§ EXERCISE MATERIALS:
----

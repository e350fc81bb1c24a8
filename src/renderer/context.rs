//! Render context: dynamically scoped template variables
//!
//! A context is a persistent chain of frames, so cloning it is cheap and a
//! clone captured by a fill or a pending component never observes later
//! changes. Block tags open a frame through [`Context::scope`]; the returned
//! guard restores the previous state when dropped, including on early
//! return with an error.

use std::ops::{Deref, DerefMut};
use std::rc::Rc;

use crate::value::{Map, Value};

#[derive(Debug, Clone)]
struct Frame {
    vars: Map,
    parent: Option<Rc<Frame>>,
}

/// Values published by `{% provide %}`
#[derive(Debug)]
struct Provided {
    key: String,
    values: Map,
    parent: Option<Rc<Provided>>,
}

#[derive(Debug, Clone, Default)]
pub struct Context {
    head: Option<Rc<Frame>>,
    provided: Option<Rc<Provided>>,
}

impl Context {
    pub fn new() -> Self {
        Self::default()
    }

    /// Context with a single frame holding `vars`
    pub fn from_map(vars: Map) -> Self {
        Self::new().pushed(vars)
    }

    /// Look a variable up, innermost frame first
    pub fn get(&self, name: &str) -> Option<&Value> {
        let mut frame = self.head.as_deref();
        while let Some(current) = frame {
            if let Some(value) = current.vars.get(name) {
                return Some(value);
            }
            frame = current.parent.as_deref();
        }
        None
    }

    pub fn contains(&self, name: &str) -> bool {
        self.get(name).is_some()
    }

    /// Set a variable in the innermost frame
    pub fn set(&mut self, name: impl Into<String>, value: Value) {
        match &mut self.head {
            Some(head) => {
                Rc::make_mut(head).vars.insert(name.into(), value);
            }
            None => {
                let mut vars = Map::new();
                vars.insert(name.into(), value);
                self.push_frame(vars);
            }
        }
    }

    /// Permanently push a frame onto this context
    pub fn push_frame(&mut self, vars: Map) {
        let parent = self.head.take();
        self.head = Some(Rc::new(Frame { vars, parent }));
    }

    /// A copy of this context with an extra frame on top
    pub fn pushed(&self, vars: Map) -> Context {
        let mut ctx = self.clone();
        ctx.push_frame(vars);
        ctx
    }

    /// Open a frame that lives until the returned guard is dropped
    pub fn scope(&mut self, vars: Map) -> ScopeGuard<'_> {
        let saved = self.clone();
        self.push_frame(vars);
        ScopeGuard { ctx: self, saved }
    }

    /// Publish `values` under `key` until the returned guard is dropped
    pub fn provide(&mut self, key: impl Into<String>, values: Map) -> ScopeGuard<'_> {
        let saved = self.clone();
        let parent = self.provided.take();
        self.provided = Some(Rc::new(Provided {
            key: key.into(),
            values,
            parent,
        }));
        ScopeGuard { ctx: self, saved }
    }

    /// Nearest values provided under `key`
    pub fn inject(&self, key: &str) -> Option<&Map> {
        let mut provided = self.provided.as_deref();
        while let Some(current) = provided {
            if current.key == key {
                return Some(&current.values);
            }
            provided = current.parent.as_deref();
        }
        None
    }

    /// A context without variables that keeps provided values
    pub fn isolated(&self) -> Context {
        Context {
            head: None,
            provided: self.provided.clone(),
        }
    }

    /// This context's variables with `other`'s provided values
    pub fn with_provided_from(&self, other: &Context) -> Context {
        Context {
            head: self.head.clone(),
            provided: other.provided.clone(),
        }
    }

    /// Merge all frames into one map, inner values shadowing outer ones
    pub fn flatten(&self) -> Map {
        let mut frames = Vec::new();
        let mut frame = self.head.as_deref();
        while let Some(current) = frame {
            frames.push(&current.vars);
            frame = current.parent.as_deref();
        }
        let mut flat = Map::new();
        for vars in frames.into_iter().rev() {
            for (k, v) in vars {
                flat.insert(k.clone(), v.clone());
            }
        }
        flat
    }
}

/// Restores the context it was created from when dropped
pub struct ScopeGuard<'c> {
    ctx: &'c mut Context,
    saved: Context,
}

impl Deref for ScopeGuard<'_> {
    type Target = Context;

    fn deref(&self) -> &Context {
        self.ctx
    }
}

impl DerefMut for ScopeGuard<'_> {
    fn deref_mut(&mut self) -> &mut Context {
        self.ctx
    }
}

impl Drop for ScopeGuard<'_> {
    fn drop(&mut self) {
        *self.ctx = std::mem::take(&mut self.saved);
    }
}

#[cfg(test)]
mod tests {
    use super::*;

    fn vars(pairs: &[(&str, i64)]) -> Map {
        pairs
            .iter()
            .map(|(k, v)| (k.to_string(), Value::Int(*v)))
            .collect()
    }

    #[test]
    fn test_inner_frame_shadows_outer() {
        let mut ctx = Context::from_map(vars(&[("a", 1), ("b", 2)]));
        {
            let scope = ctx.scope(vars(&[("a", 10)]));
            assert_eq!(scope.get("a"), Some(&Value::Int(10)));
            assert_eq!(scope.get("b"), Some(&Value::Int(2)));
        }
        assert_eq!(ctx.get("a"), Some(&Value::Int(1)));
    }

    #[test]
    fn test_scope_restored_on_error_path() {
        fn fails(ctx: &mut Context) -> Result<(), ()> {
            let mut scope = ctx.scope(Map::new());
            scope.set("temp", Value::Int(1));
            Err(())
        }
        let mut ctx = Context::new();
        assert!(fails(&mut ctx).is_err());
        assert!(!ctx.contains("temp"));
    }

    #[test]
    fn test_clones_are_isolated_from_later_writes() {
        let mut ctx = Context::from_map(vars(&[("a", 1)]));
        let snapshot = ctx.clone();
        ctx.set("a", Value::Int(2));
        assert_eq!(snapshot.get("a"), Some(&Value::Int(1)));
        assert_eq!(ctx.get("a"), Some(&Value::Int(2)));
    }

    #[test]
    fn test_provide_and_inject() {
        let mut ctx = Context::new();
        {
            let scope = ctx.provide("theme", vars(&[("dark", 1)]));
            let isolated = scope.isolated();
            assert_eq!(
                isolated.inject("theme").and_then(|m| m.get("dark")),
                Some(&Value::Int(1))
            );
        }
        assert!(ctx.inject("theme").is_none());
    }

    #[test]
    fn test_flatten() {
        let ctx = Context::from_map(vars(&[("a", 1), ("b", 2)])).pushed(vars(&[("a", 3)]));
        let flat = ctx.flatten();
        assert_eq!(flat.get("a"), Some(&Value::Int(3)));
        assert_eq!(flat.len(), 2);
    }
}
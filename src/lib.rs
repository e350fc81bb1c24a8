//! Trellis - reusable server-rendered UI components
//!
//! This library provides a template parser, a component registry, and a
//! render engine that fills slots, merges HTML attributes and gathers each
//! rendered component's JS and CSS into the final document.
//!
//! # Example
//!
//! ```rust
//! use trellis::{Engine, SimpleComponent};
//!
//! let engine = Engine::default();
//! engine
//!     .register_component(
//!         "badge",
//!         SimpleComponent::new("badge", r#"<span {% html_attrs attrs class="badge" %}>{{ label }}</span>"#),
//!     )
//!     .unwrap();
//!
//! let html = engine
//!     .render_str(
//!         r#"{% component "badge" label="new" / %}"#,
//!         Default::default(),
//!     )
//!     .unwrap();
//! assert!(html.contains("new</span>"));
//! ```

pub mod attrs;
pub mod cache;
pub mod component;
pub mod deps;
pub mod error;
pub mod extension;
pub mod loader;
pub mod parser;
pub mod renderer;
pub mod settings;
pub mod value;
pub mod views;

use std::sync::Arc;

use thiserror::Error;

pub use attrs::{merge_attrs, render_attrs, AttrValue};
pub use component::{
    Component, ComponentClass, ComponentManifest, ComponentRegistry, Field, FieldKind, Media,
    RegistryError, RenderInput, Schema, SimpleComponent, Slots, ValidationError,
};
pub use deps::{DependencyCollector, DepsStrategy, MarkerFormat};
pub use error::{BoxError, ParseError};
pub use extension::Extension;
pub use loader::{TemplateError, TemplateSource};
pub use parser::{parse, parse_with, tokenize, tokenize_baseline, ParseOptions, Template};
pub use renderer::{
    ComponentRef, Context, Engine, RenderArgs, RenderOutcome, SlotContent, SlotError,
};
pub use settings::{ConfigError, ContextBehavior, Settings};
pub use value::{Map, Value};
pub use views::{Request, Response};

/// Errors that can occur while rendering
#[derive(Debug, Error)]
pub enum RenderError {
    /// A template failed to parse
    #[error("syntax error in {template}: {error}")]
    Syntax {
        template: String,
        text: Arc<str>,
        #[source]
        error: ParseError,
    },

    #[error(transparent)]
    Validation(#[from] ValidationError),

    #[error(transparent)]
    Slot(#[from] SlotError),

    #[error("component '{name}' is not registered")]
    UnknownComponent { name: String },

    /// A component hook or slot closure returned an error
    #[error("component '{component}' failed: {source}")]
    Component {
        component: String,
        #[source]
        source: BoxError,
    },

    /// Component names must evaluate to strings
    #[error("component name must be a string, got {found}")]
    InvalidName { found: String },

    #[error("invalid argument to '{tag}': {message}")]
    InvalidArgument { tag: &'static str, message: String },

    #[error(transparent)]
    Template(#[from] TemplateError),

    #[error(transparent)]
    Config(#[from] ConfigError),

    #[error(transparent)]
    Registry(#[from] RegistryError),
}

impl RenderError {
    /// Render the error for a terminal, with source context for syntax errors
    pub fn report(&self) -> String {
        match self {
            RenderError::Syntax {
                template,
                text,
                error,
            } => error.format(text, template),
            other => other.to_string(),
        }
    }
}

----

Give again exactly, and only, the lines above starting at the one with "pub mod deps;" and ending at the one with "pub use extension::Extension;".

pub mod deps;
pub mod error;
pub mod extension;
pub mod loader;
pub mod parser;
pub mod renderer;
pub mod settings;
pub mod value;
pub mod views;

use std::sync::Arc;

use thiserror::Error;

pub use attrs::{merge_attrs, render_attrs, AttrValue};
pub use component::{
    Component, ComponentClass, ComponentManifest, ComponentRegistry, Field, FieldKind, Media,
    RegistryError, RenderInput, Schema, SimpleComponent, Slots, ValidationError,
};
pub use deps::{DependencyCollector, DepsStrategy, MarkerFormat};
pub use error::{BoxError, ParseError};
pub use extension::Extension;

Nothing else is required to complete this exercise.